- [Task to carry out]:
Copy out each line below containing "asks".

Dataset entries
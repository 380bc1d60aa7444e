//! Level 2 order book snapshots.

use serde::Serialize;

use super::enums::Settlement;

/// A single price level on one side of the book.
#[derive(Debug, Clone, PartialEq, Serialize)]
pub struct PriceLevel {
    /// 1-based depth position (1 = best price).
    pub position: u8,
    pub price: Option<f64>,
    pub size: Option<f64>,
    /// Number of resting orders at this level.
    pub orders: Option<u32>,
}

/// Full snapshot of a symbol's book.
///
/// Every frame carries the whole book, so a new snapshot replaces the
/// previous one instead of merging with it.
#[derive(Debug, Clone, PartialEq, Serialize)]
pub struct OrderBook {
    pub symbol: String,
    pub settlement: Settlement,
    /// Buy side, best (highest) price first.
    pub bids: Vec<PriceLevel>,
    /// Sell side, best (lowest) price first.
    pub asks: Vec<PriceLevel>,
}

impl OrderBook {
    /// Best bid level, if any.
    pub fn best_bid(&self) -> Option<&PriceLevel> {
        self.bids.first()
    }

    /// Best ask level, if any.
    pub fn best_ask(&self) -> Option<&PriceLevel> {
        self.asks.first()
    }

    /// Whether both sides are empty.
    pub fn is_empty(&self) -> bool {
        self.bids.is_empty() && self.asks.is_empty()
    }
}
//! HTTP side of the SignalR handshake.
//!
//! The [`HubHttpClient`] wraps [`reqwest::Client`] with the session cookie
//! and a browser user agent, and knows the three plain HTTP calls of the
//! classic SignalR protocol:
//!
//! | Call          | Purpose                                   |
//! |---------------|-------------------------------------------|
//! | `negotiate`   | obtain a connection token                 |
//! | `start`       | confirm the WebSocket transport is live   |
//! | `abort`       | tell the server the connection is gone    |
//!
//! It also builds the `connect` URL used to open the WebSocket.

use reqwest::StatusCode;
use reqwest::header::{self, HeaderMap, HeaderValue};
use serde::Deserialize;
use serde::de::DeserializeOwned;
use url::Url;

use crate::auth::AuthContext;
use crate::constants::{CLIENT_PROTOCOL, HUB_NAME, SIGNALR_PATH, USER_AGENT};
use crate::error::{HomeBrokerError, Result};

/// Answer to `GET /signalr/negotiate`.
#[derive(Debug, Clone, Deserialize)]
#[serde(rename_all = "PascalCase")]
pub struct NegotiateResponse {
    pub connection_token: String,
    pub connection_id: String,
    /// Seconds the server waits between keep-alives.
    #[serde(default)]
    pub keep_alive_timeout: Option<f64>,
    #[serde(default)]
    pub try_web_sockets: bool,
    #[serde(default)]
    pub protocol_version: Option<String>,
}

#[derive(Debug, Deserialize)]
#[serde(rename_all = "PascalCase")]
struct StartResponse {
    #[serde(default)]
    response: String,
}

/// HTTP client for the SignalR endpoint of one broker page.
///
/// Cookie and user-agent headers are built once, at construction.
///
/// # Example
///
/// ```no_run
/// use homebroker_rs::auth::AuthContext;
/// use homebroker_rs::client::HubHttpClient;
///
/// # #[tokio::main]
/// # async fn main() -> homebroker_rs::error::Result<()> {
/// let auth = AuthContext::from_cookie_header("https://cocoscap.com", "ASP.NET_SessionId=abc")?;
/// let client = HubHttpClient::new(&auth)?;
/// let negotiated = client.negotiate().await?;
/// println!("connect to {}", client.connect_url(&negotiated.connection_token)?);
/// # Ok(())
/// # }
/// ```
#[derive(Debug, Clone)]
pub struct HubHttpClient {
    http: reqwest::Client,
    /// Broker page without trailing slash.
    page: String,
    cookie: HeaderValue,
}

impl HubHttpClient {
    /// Create a client for the page and cookies of `auth`.
    pub fn new(auth: &AuthContext) -> Result<Self> {
        let cookie = HeaderValue::from_str(&auth.cookie_header()).map_err(|_| {
            HomeBrokerError::InvalidArgument("cookies contain invalid header characters".into())
        })?;

        let mut headers = HeaderMap::new();
        headers.insert(header::USER_AGENT, HeaderValue::from_static(USER_AGENT));
        headers.insert(header::ACCEPT, HeaderValue::from_static("application/json"));
        headers.insert(header::COOKIE, cookie.clone());

        let http = reqwest::Client::builder().default_headers(headers).build()?;

        Ok(Self {
            http,
            page: auth.page().to_owned(),
            cookie,
        })
    }

    /// Broker page this client talks to.
    pub fn page(&self) -> &str {
        &self.page
    }

    /// The cached `Cookie` header, reused for the WebSocket upgrade.
    pub fn cookie(&self) -> &HeaderValue {
        &self.cookie
    }

    // -----------------------------------------------------------------------
    // SignalR calls
    // -----------------------------------------------------------------------

    /// Request a connection token.
    pub async fn negotiate(&self) -> Result<NegotiateResponse> {
        let url = self.endpoint("negotiate", None)?;
        tracing::debug!(%url, "SignalR negotiate");
        let resp = self.http.get(url).send().await?;
        self.handle_response(resp).await
    }

    /// Confirm the WebSocket transport after it has been opened.
    pub async fn start(&self, connection_token: &str) -> Result<()> {
        let url = self.endpoint("start", Some(connection_token))?;
        tracing::debug!("SignalR start");
        let resp = self.http.get(url).send().await?;
        let started: StartResponse = self.handle_response(resp).await?;
        if started.response.eq_ignore_ascii_case("started") {
            Ok(())
        } else {
            Err(HomeBrokerError::Connection(format!(
                "hub did not start the transport (response {:?})",
                started.response
            )))
        }
    }

    /// Tell the server the connection is going away.
    pub async fn abort(&self, connection_token: &str) -> Result<()> {
        let url = self.endpoint("abort", Some(connection_token))?;
        tracing::debug!("SignalR abort");
        let resp = self.http.post(url).send().await?;
        let status = resp.status();
        if status.is_success() {
            Ok(())
        } else {
            let body = resp.text().await.unwrap_or_default();
            Err(status_error(status, body))
        }
    }

    /// URL of the WebSocket `connect` endpoint (`ws`/`wss` scheme).
    pub fn connect_url(&self, connection_token: &str) -> Result<Url> {
        let mut url = self.endpoint("connect", Some(connection_token))?;
        let scheme = if url.scheme() == "http" { "ws" } else { "wss" };
        url.set_scheme(scheme).map_err(|()| {
            HomeBrokerError::InvalidArgument(format!("cannot use {} over WebSocket", self.page))
        })?;
        Ok(url)
    }

    // -----------------------------------------------------------------------
    // Private helpers
    // -----------------------------------------------------------------------

    /// `{page}/signalr/{action}` with the common query string.
    fn endpoint(&self, action: &str, connection_token: Option<&str>) -> Result<Url> {
        let mut url = Url::parse(&format!("{}{SIGNALR_PATH}/{action}", self.page))?;
        {
            let mut query = url.query_pairs_mut();
            if connection_token.is_some() {
                query.append_pair("transport", "webSockets");
            }
            query.append_pair("clientProtocol", CLIENT_PROTOCOL);
            if let Some(token) = connection_token {
                query.append_pair("connectionToken", token);
            }
            query.append_pair("connectionData", &connection_data());
        }
        Ok(url)
    }

    async fn handle_response<R: DeserializeOwned>(&self, resp: reqwest::Response) -> Result<R> {
        let status = resp.status();
        let bytes = resp.bytes().await?;

        if status.is_success() {
            serde_json::from_slice(&bytes).map_err(HomeBrokerError::Json)
        } else {
            Err(status_error(status, String::from_utf8_lossy(&bytes).into_owned()))
        }
    }
}

/// `[{"name":"stockpriceshub"}]`
fn connection_data() -> String {
    serde_json::json!([{ "name": HUB_NAME }]).to_string()
}

/// Map an unsuccessful status. Rejected sessions are authentication errors.
pub(crate) fn status_error(status: StatusCode, body: String) -> HomeBrokerError {
    match status {
        StatusCode::UNAUTHORIZED | StatusCode::FORBIDDEN => HomeBrokerError::Authentication(
            format!("hub rejected the session (HTTP {status})"),
        ),
        _ => HomeBrokerError::HttpStatus { status, body },
    }
}
//! Binary to open a streaming session against a broker's quote hub and print
//! the bluechips board (48hs) plus the GGAL order book for inspection.
//!
//! # Usage
//!
//! ```sh
//! export HOMEBROKER_BROKER_ID="265"
//! export HOMEBROKER_COOKIES="ASP.NET_SessionId=...; .ASPXAUTH=..."
//! cargo run --bin feed_check --features cli
//! ```

use std::env;
use std::time::Duration;

use homebroker_rs::auth::AuthContext;
use homebroker_rs::constants::Broker;
use homebroker_rs::error::HomeBrokerError;
use homebroker_rs::types::{Board, OrderBook, Quote, Settlement};
use homebroker_rs::ws::{ConnectionClosed, ConnectionOpened, SessionError, StreamingSession};
use tokio::time;

#[tokio::main]
async fn main() -> homebroker_rs::error::Result<()> {
    tracing_subscriber::fmt()
        .with_env_filter(
            tracing_subscriber::EnvFilter::try_from_default_env()
                .unwrap_or_else(|_| tracing_subscriber::EnvFilter::new("info")),
        )
        .init();

    let broker_id: u32 = env::var("HOMEBROKER_BROKER_ID")
        .map_err(|_| missing("HOMEBROKER_BROKER_ID"))?
        .parse()
        .map_err(|_| {
            HomeBrokerError::InvalidArgument("HOMEBROKER_BROKER_ID must be a number".into())
        })?;
    let cookies = env::var("HOMEBROKER_COOKIES").map_err(|_| missing("HOMEBROKER_COOKIES"))?;

    let broker = Broker::by_id(broker_id).ok_or_else(|| {
        HomeBrokerError::InvalidArgument(format!("broker {broker_id} is not supported"))
    })?;
    let auth = AuthContext::from_cookie_header(broker.page, &cookies)?;

    let session = StreamingSession::builder(auth)
        .on_open(|e: &ConnectionOpened| {
            println!("Connected (resumed: {})", e.resumed);
            Ok(())
        })
        .on_securities(|q: &Quote| {
            println!(
                "{:<8} {:>5}  bid {:?}  ask {:?}  last {:?}",
                q.symbol,
                q.settlement.as_str(),
                q.bid,
                q.ask,
                q.last
            );
            Ok(())
        })
        .on_order_book(|b: &OrderBook| {
            println!("{b:#?}");
            Ok(())
        })
        .on_error(|e: &SessionError| {
            eprintln!("Error: {} (connection lost: {})", e.error, e.connection_lost);
            Ok(())
        })
        .on_close(|e: &ConnectionClosed| {
            println!("Closed: {:?}", e.reason);
            Ok(())
        })
        .build();

    println!("Connecting to {} ({})…", broker.name, broker.page);
    session.connect().await?;

    session.subscribe_security_board(Board::Bluechips, Settlement::Hours48)?;
    session.subscribe_order_book("GGAL", Settlement::Hours48)?;

    println!("Listening for events for 30 seconds…");
    println!("(Note: data only arrives during market hours 11:00–17:00 ART)\n");
    time::sleep(Duration::from_secs(30)).await;

    println!("\n30 seconds elapsed, disconnecting…");
    session.disconnect().await?;
    println!("Done.");

    Ok(())
}

fn missing(var: &str) -> HomeBrokerError {
    HomeBrokerError::InvalidArgument(format!("set {var} env var before running"))
}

- [Answer space]:
    pub asks: Vec<PriceLevel>,
        self.asks.first()
        self.bids.is_empty() && self.asks.is_empty()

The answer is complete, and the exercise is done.